Patient #8 had been admitted on 8/1/14 at 11:00 a.m. and discharged on 8/15/14. Admitting Orders on 8/1/14 at 11:00 a.m. included, "Vital Signs Upon admissions and once daily..." The Vital Signs Flow Sheet included entries on 8/6/14, 8/13/14 and 8/15/14. The entry on 8/7/14 had "Refused" handwritten across the line for values. Other than vital signs taken upon admission, these were the only values recorded during the patient's entire hospitalization. There was no documentation of refused vital signs other than the entry on 8/7/14.

Patient #10 was admitted on 8/17/14 and discharged on 8/22/14. Admitting Order on 8/17/14 included, "Vital Signs Upon admissions and once daily..." There was no entry recording vital signs on 8/20/14 and no documentation available in the chart which indicated the patient's refusal of vital signs.

Upon surveyor request, there was no facility policy available for review which included discussion of obtaining daily vital signs or vital signs as ordered by the physician. There was no policy available for review which included discussion of obtaining blood glucose levels as ordered by the physician.

The above clinical charts were each thoroughly discussed with the Director of Performance Improvement/Risk Management and the Director of Nursing in an interview on the afternoon of 9/10/14 in the facility conference room. They reviewed the findings, searched each chart to validate them, and agreed to each finding as noted.

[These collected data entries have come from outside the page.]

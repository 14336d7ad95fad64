//! Error taxonomy shared by every layer of the crate.

use std::fmt;
use std::io;

use cvs_io::CommunicationError;
use thiserror::Error;

use crate::location::LocationError;

/// Canonical shape of a location string, shown alongside parse failures.
pub const LOCATION_FORM: &str = ":method:[user[:password]@]host[#port]:/path/to/repository";

/// Result alias used throughout the crate.
pub type Result<T, E = CvsError> = std::result::Result<T, E>;

/// Top-level error returned by location, transport and authentication APIs.
#[derive(Debug, Error)]
pub enum CvsError {
    /// The location text or properties could not be interpreted.
    #[error("{0}; expected {form}", form = LOCATION_FORM)]
    Location(#[from] LocationError),
    /// The server rejected the credentials, or none could be obtained.
    #[error(transparent)]
    Authentication(#[from] AuthenticationError),
    /// Failure below the credential layer: resolution, connect, spawn, framing.
    #[error(transparent)]
    Transport(#[from] TransportError),
    /// I/O failure on an established connection.
    #[error(transparent)]
    Communication(#[from] CommunicationError),
    /// The credential store could not be read or written.
    #[error(transparent)]
    CredentialStore(#[from] CredentialStoreError),
    /// A setter tried to change a credential fixed by the location text.
    #[error("the {field} of this location is fixed and cannot be changed")]
    FixedCredential {
        /// Which credential was fixed.
        field: CredentialField,
    },
    /// The caller's monitor was cancelled.
    #[error("operation cancelled")]
    Cancelled,
}

impl CvsError {
    /// Returns the authentication failure, if this is one.
    #[must_use]
    pub const fn as_authentication(&self) -> Option<&AuthenticationError> {
        match self {
            Self::Authentication(error) => Some(error),
            _ => None,
        }
    }

    /// Reports whether prompting for new credentials may resolve the error.
    #[must_use]
    pub fn is_retryable_authentication(&self) -> bool {
        self.as_authentication()
            .is_some_and(AuthenticationError::is_retryable)
    }
}

/// Credential fields of a repository location.
#[derive(Clone, Copy, Debug, Eq, PartialEq)]
pub enum CredentialField {
    /// The account name.
    Username,
    /// The account password.
    Password,
}

impl fmt::Display for CredentialField {
    fn fmt(&self, f: &mut fmt::Formatter<'_>) -> fmt::Result {
        f.write_str(match self {
            Self::Username => "username",
            Self::Password => "password",
        })
    }
}

/// Why an authentication attempt failed.
#[derive(Clone, Copy, Debug, Eq, PartialEq)]
pub enum AuthenticationFailure {
    /// The server answered `I HATE YOU`.
    Rejected,
    /// The server reported that the account does not exist.
    UnknownUser,
    /// The password cannot be scrambled for the pserver wire format.
    InvalidCredentialCharacter {
        /// The offending character.
        ch: char,
    },
    /// No username was available for the attempt.
    UsernameRequired,
    /// Credentials were rejected and nobody can be asked for new ones.
    NoAuthenticator,
    /// The user dismissed the credential prompt.
    Cancelled,
    /// The server does not support this kind of location.
    UnsupportedServer,
}

impl AuthenticationFailure {
    const fn is_retryable(self) -> bool {
        matches!(
            self,
            Self::Rejected
                | Self::UnknownUser
                | Self::InvalidCredentialCharacter { .. }
                | Self::UsernameRequired
        )
    }
}

/// Credentials were rejected or could not be obtained.
#[derive(Clone, Debug, Error, Eq, PartialEq)]
#[error("{message}")]
pub struct AuthenticationError {
    failure: AuthenticationFailure,
    message: String,
}

impl AuthenticationError {
    /// Creates an error of the given kind with a user-facing message.
    pub fn new(failure: AuthenticationFailure, message: impl Into<String>) -> Self {
        Self {
            failure,
            message: message.into(),
        }
    }

    /// The server rejected the credentials.
    pub fn rejected(message: impl Into<String>) -> Self {
        Self::new(AuthenticationFailure::Rejected, message)
    }

    /// The password holds `ch`, which the pserver scrambling cannot encode.
    #[must_use]
    pub fn invalid_character(ch: char) -> Self {
        Self::new(
            AuthenticationFailure::InvalidCredentialCharacter { ch },
            "the password contains a character that cannot be sent to a pserver",
        )
    }

    /// The credential prompt was dismissed after `last` failed.
    #[must_use]
    pub fn cancelled(last: &Self) -> Self {
        Self::new(AuthenticationFailure::Cancelled, last.message.clone())
    }

    /// Returns the failure kind.
    #[must_use]
    pub const fn failure(&self) -> AuthenticationFailure {
        self.failure
    }

    /// Returns the message, verbatim from the server when it supplied one.
    #[must_use]
    pub fn message(&self) -> &str {
        &self.message
    }

    /// Reports whether new credentials could succeed.
    #[must_use]
    pub const fn is_retryable(&self) -> bool {
        self.failure.is_retryable()
    }

    /// Reports whether the failure ended a credential prompt.
    #[must_use]
    pub const fn is_cancelled(&self) -> bool {
        matches!(self.failure, AuthenticationFailure::Cancelled)
    }
}

/// Failure below the credential layer.
#[derive(Debug, Error)]
#[error("{message}")]
pub struct TransportError {
    message: String,
    #[source]
    source: Option<io::Error>,
}

impl TransportError {
    /// Creates an error that has no underlying I/O cause.
    pub fn new(message: impl Into<String>) -> Self {
        Self {
            message: message.into(),
            source: None,
        }
    }

    /// Creates an error caused by `source`.
    pub fn with_source(message: impl Into<String>, source: io::Error) -> Self {
        Self {
            message: message.into(),
            source: Some(source),
        }
    }

    /// Returns the rendered message.
    #[must_use]
    pub fn message(&self) -> &str {
        &self.message
    }

    /// Returns the I/O error kind of the underlying cause, if any.
    #[must_use]
    pub fn io_kind(&self) -> Option<io::ErrorKind> {
        self.source.as_ref().map(io::Error::kind)
    }
}

/// Failure of a credential store backend.
#[derive(Debug, Error)]
pub enum CredentialStoreError {
    /// Reading or writing the backing file failed.
    #[error("failed to {action} credential store {path}: {source}")]
    Io {
        /// What was being done.
        action: &'static str,
        /// The file involved.
        path: String,
        /// Underlying error.
        #[source]
        source: io::Error,
    },
    /// The backing file does not contain a valid credential document.
    #[error("credential store {path} is corrupt: {detail}")]
    Format {
        /// The file involved.
        path: String,
        /// What is wrong with it.
        detail: String,
    },
    /// A backend-specific failure.
    #[error("credential store unavailable: {0}")]
    Backend(String),
}

/// Builds a [`TransportError`] naming the failed action and its target.
///
/// Renders as `failed to {action} {target}: {error}`.
pub(crate) fn socket_error(
    action: &str,
    target: impl fmt::Display,
    error: io::Error,
) -> CvsError {
    let text = format!("failed to {action} {target}: {error}");
    CvsError::Transport(TransportError::with_source(text, error))
}

/// Builds a [`TransportError`] without an I/O cause.
pub(crate) fn transport_error(text: impl Into<String>) -> CvsError {
    CvsError::Transport(TransportError::new(text))
}

#[cfg(test)]
mod tests {
    use super::*;
    use crate::location::ParsePhase;

    #[test]
    fn location_errors_carry_the_expected_form() {
        let error = CvsError::from(LocationError::Malformed {
            phase: ParsePhase::Root,
            text: String::from("example.com"),
        });
        let rendered = error.to_string();
        assert!(rendered.contains("repository path"), "{rendered}");
        assert!(rendered.ends_with(LOCATION_FORM), "{rendered}");
    }

    #[test]
    fn socket_errors_name_action_and_target() {
        let error = socket_error(
            "connect to",
            "cvs.example.org:2401",
            io::Error::new(io::ErrorKind::ConnectionRefused, "refused"),
        );
        assert_eq!(
            error.to_string(),
            "failed to connect to cvs.example.org:2401: refused"
        );
        match error {
            CvsError::Transport(inner) => {
                assert_eq!(inner.io_kind(), Some(io::ErrorKind::ConnectionRefused));
            }
            other => panic!("unexpected error {other:?}"),
        }
    }

    #[test]
    fn retryability_follows_failure_kind() {
        assert!(AuthenticationError::rejected("login refused").is_retryable());
        assert!(
            AuthenticationError::new(AuthenticationFailure::UsernameRequired, "username required")
                .is_retryable()
        );
        assert!(
            !AuthenticationError::new(AuthenticationFailure::NoAuthenticator, "no authenticator")
                .is_retryable()
        );

        let last = AuthenticationError::rejected("bad password");
        let cancelled = AuthenticationError::cancelled(&last);
        assert!(cancelled.is_cancelled());
        assert!(!cancelled.is_retryable());
        assert_eq!(cancelled.message(), "bad password");
    }

    #[test]
    fn fixed_credential_names_the_field() {
        let error = CvsError::FixedCredential {
            field: CredentialField::Password,
        };
        assert_eq!(
            error.to_string(),
            "the password of this location is fixed and cannot be changed"
        );
    }
}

QUALIFICATIONS OF DIRECTOR OF PSYCH NURSING SERVICES

Tag No.: B0147

Based on staff interview, the facility failed to ensure that the director of psychiatric nursing services had a master's degree in psychiatric or mental health nursing, or was qualified by education and experience in the care of the mentally ill.

Findings were:

In an interview with Peggy Mason, Director of Human Resources, on the afternoon of 9/10/14 in the facility conference room, when asked if the former and newly hired current Director of Nursing (DON) each held a Master's Degrees in Nursing, she answered that the former DON had a Bachelor's degree in Nursing with a Master's in Counseling and Human Resource Development. "She was working on a Ph.D. in Advanced Nursing Practice in Emergency Health Care Systems." When asked if the new DON had a Master's Degree in Nursing, she stated, "She has a Bachelor's in Nursing and a Master's in Business Administration. We validate the degrees through a background check."